ABOUT THIS TASK => In the records below, how many lines hold the word "rather"? Give only the number.

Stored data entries
----------------
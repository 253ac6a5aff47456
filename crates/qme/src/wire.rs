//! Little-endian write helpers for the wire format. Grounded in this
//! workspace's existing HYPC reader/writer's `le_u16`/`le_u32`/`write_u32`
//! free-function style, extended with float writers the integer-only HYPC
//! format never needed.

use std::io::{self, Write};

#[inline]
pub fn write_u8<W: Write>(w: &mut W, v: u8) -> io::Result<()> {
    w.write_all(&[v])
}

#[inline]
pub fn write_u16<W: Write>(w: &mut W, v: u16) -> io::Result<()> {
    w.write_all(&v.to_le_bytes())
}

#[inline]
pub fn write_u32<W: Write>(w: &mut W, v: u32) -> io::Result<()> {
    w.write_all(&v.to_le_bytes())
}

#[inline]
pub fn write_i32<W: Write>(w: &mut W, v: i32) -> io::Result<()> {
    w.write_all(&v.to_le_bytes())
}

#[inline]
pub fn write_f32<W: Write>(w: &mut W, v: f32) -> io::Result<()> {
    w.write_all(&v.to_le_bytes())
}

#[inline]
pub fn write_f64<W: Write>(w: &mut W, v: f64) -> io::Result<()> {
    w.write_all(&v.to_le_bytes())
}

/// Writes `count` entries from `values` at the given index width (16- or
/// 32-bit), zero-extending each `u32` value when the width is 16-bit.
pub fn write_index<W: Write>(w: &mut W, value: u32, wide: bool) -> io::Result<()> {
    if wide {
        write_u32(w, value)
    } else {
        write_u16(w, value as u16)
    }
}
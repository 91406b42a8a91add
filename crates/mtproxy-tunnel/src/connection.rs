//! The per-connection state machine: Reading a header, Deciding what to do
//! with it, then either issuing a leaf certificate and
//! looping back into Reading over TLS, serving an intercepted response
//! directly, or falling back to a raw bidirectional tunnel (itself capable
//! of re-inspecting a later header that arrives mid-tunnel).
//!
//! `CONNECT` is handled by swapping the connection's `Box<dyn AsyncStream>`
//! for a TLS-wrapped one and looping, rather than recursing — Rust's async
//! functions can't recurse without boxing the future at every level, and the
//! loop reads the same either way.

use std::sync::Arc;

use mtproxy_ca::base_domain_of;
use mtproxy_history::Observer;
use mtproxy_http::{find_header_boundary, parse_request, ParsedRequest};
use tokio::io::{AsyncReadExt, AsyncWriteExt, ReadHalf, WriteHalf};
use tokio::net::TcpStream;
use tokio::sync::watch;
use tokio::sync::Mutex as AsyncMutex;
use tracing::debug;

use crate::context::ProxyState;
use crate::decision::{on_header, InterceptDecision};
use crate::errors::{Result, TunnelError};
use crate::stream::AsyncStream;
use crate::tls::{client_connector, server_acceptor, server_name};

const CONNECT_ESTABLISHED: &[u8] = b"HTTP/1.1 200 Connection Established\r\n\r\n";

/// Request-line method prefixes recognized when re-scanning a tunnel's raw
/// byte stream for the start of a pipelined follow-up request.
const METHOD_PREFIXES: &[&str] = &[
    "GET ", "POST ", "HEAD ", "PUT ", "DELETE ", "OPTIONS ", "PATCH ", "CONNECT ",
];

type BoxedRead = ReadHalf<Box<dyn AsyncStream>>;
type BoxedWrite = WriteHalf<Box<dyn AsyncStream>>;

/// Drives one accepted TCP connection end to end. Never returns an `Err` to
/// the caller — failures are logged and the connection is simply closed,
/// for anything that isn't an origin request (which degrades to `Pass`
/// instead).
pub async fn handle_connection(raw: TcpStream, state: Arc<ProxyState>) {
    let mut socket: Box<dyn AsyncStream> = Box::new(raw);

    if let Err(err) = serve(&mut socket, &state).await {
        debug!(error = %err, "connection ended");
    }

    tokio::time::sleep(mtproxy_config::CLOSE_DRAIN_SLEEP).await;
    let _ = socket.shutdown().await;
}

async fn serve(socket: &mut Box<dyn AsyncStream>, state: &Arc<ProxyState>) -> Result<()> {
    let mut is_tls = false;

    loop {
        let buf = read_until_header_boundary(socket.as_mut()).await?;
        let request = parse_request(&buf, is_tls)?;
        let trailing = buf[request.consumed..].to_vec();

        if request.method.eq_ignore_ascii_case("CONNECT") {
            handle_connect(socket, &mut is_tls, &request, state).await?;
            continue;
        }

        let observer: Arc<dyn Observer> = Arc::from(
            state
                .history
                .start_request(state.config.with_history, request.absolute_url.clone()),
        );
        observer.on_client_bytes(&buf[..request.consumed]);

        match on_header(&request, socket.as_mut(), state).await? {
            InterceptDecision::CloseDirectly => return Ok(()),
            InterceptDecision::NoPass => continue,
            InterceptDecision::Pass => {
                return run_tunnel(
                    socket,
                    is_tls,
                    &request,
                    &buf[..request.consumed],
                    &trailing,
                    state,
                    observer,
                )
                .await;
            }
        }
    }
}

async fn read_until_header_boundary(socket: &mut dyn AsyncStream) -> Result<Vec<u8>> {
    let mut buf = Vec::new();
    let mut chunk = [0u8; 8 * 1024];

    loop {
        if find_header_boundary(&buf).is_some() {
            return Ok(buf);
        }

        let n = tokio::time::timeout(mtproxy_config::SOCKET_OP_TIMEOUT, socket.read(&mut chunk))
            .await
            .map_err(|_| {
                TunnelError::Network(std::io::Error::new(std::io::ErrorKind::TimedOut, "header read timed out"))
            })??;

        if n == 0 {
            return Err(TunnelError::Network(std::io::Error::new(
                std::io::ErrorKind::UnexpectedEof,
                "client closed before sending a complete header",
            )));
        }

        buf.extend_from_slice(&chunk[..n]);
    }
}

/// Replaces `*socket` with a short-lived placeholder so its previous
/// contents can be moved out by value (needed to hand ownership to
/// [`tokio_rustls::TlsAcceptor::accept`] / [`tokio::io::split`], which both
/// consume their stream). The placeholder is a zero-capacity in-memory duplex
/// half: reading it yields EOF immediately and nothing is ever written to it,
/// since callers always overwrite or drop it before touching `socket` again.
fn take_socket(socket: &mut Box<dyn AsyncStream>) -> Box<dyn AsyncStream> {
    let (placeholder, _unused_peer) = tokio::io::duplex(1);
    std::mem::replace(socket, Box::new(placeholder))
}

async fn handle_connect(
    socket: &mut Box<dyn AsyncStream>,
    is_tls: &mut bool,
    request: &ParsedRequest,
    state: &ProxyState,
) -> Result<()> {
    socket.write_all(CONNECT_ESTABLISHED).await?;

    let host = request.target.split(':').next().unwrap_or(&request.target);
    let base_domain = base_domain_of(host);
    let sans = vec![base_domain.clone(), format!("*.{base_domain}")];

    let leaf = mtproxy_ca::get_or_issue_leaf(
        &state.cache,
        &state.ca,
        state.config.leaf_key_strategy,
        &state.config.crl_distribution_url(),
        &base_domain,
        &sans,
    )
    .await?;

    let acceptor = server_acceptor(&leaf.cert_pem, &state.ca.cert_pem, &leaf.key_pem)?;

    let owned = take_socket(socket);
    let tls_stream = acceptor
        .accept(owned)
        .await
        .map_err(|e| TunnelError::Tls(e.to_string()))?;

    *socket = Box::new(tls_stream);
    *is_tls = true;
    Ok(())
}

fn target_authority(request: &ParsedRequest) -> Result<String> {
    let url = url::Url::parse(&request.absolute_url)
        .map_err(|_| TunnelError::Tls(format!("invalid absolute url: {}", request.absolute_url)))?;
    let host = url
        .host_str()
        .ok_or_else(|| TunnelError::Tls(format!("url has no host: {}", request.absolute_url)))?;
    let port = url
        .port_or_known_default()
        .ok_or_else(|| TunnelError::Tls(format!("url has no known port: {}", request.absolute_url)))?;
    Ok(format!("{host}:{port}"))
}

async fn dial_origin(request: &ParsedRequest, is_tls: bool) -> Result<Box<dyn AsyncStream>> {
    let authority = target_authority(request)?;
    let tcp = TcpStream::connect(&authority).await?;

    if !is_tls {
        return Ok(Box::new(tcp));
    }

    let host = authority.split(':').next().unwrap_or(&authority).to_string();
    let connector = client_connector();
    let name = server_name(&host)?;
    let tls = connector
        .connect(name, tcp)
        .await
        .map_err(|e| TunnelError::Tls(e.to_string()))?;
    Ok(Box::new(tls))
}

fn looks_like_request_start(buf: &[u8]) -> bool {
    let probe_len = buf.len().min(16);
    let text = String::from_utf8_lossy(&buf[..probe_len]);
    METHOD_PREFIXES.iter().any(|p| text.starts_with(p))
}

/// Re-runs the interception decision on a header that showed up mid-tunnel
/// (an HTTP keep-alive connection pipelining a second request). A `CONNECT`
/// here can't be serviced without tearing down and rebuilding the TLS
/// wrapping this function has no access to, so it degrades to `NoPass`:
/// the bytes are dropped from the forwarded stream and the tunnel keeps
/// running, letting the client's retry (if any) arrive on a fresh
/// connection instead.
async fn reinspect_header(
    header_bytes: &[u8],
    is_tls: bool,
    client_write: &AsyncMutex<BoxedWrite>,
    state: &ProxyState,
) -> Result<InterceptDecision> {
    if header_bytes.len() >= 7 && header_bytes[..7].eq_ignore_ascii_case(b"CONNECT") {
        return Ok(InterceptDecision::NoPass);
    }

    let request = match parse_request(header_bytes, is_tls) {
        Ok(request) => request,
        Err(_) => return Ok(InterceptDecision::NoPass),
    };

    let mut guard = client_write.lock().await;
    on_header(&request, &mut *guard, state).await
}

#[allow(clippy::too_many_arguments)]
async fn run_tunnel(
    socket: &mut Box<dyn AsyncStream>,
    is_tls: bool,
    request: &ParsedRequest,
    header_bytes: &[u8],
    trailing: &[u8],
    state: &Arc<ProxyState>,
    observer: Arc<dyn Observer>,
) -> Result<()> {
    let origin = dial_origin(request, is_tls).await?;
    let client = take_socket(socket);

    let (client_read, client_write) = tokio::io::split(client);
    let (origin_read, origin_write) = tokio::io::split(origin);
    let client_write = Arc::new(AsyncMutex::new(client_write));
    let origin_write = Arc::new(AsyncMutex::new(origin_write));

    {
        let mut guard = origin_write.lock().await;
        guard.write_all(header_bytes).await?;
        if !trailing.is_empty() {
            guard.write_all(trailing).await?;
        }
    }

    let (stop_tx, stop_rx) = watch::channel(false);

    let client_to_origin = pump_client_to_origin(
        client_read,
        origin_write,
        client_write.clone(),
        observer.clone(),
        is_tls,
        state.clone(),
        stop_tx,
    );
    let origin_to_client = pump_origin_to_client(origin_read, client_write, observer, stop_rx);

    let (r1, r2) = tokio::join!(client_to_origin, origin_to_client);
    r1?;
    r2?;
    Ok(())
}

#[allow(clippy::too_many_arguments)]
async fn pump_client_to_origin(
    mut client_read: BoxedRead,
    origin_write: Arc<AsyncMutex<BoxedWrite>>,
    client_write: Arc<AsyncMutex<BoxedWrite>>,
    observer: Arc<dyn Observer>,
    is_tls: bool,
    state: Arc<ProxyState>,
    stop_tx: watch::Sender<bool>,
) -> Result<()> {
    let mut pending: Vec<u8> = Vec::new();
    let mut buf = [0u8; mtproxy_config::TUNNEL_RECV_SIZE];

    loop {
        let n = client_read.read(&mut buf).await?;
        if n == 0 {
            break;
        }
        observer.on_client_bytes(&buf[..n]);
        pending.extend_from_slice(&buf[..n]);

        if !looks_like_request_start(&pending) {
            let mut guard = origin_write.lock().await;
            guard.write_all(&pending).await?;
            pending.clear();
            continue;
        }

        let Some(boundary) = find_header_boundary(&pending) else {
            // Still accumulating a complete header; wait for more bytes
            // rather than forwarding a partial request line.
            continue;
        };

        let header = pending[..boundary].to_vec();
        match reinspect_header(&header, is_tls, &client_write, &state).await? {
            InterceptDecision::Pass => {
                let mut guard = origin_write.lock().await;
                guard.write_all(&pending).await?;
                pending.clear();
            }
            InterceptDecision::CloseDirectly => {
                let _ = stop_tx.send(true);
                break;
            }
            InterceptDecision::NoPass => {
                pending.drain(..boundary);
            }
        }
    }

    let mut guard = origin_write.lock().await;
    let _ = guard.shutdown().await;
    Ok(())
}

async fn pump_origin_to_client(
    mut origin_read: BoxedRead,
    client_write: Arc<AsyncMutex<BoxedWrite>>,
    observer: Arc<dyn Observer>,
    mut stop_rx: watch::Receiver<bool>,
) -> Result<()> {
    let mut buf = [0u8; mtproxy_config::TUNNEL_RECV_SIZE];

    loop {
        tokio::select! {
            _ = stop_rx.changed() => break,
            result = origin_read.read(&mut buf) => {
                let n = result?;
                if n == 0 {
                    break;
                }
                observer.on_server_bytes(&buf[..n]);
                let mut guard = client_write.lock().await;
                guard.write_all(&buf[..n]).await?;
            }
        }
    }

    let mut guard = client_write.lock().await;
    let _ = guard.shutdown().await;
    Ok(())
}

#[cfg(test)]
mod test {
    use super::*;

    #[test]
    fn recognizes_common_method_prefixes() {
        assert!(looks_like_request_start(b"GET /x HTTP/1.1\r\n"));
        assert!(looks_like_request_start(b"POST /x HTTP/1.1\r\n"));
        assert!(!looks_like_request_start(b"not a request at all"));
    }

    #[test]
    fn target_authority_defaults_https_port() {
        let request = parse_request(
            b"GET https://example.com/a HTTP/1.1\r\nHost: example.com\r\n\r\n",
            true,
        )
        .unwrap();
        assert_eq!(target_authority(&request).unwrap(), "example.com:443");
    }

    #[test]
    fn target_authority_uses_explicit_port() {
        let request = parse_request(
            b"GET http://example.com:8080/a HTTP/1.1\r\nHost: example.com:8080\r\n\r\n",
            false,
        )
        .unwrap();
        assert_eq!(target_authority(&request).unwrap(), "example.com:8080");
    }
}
----------------
RESPONSE BELOW => 2